**INFORMATION GIVEN**
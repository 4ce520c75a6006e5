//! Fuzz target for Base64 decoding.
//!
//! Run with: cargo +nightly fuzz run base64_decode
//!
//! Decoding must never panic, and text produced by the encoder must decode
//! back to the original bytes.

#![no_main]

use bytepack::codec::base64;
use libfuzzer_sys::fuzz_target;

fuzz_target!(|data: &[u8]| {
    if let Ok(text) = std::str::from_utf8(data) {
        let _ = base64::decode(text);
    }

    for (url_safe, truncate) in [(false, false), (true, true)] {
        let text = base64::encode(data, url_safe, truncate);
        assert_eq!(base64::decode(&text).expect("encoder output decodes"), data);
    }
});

--

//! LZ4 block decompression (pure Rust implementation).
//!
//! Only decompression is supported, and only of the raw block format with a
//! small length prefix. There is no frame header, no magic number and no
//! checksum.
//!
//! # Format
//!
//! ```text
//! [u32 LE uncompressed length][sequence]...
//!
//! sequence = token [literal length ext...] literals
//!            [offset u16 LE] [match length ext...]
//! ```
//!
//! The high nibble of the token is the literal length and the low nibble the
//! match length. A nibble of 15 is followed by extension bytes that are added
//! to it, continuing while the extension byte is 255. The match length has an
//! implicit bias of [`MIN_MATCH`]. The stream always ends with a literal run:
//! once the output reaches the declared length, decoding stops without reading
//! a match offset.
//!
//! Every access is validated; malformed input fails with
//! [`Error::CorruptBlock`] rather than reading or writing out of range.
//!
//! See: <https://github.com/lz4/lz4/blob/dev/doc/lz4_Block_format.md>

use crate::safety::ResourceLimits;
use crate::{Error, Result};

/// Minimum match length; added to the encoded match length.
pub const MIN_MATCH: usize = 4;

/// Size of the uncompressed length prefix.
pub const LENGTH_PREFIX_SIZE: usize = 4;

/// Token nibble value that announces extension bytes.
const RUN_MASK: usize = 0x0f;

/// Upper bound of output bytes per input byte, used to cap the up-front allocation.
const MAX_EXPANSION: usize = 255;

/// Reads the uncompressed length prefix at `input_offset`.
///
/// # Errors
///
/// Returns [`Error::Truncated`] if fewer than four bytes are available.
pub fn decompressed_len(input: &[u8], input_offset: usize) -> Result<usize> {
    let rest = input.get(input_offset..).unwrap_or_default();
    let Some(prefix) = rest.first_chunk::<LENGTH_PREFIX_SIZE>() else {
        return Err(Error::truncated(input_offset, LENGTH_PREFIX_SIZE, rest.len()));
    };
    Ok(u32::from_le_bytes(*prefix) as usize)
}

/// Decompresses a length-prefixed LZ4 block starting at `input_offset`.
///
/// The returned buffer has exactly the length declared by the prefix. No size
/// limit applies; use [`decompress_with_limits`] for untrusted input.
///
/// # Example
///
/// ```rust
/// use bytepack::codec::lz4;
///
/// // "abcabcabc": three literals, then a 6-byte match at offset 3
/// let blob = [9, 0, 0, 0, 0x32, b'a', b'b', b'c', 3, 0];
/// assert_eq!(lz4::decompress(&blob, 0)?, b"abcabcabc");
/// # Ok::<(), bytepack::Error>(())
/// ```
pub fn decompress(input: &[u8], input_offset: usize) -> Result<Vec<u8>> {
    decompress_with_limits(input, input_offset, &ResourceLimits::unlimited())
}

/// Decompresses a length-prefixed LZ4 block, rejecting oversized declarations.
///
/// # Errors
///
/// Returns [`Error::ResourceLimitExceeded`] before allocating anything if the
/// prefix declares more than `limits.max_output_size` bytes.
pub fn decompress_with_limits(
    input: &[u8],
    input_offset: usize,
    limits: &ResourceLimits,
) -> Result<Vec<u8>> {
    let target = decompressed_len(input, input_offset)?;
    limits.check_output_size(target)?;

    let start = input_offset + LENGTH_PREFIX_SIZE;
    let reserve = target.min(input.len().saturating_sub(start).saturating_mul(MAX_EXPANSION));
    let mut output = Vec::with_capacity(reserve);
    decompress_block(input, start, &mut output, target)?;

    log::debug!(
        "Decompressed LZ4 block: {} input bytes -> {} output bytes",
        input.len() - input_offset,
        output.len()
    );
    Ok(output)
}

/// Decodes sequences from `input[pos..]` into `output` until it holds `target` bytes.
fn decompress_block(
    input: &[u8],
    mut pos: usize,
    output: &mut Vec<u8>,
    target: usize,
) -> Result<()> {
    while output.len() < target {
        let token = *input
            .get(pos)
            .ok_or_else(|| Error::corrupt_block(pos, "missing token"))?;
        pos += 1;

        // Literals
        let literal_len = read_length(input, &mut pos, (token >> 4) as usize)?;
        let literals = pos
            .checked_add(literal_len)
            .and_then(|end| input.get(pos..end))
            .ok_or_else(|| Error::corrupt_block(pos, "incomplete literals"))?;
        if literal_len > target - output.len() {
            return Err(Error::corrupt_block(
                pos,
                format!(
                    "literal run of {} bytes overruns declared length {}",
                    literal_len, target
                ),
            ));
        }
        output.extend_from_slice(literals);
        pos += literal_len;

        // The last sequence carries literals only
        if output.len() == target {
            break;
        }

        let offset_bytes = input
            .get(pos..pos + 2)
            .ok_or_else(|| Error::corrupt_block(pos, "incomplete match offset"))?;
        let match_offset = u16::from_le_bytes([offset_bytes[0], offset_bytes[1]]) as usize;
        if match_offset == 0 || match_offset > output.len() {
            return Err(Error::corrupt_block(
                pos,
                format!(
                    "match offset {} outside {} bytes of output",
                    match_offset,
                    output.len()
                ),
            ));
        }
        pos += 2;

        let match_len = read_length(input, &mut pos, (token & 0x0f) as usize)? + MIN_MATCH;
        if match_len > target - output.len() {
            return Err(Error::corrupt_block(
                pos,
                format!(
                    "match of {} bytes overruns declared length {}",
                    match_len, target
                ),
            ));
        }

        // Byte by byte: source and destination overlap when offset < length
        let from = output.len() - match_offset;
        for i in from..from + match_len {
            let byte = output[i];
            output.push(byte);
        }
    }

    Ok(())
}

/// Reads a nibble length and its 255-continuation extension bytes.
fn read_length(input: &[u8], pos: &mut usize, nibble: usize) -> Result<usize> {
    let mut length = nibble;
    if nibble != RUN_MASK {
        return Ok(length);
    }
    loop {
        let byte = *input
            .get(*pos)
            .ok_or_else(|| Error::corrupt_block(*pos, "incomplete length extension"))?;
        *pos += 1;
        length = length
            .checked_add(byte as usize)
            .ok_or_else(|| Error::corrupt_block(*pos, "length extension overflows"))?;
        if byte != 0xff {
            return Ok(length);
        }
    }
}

**TASK OBJECTIVE**
Extract all lines from the data in which "incomplete" is found.

**ANSWER TO THIS EXERCISE**
            .ok_or_else(|| Error::corrupt_block(pos, "incomplete literals"))?;
            .ok_or_else(|| Error::corrupt_block(pos, "incomplete match offset"))?;
            .ok_or_else(|| Error::corrupt_block(*pos, "incomplete length extension"))?;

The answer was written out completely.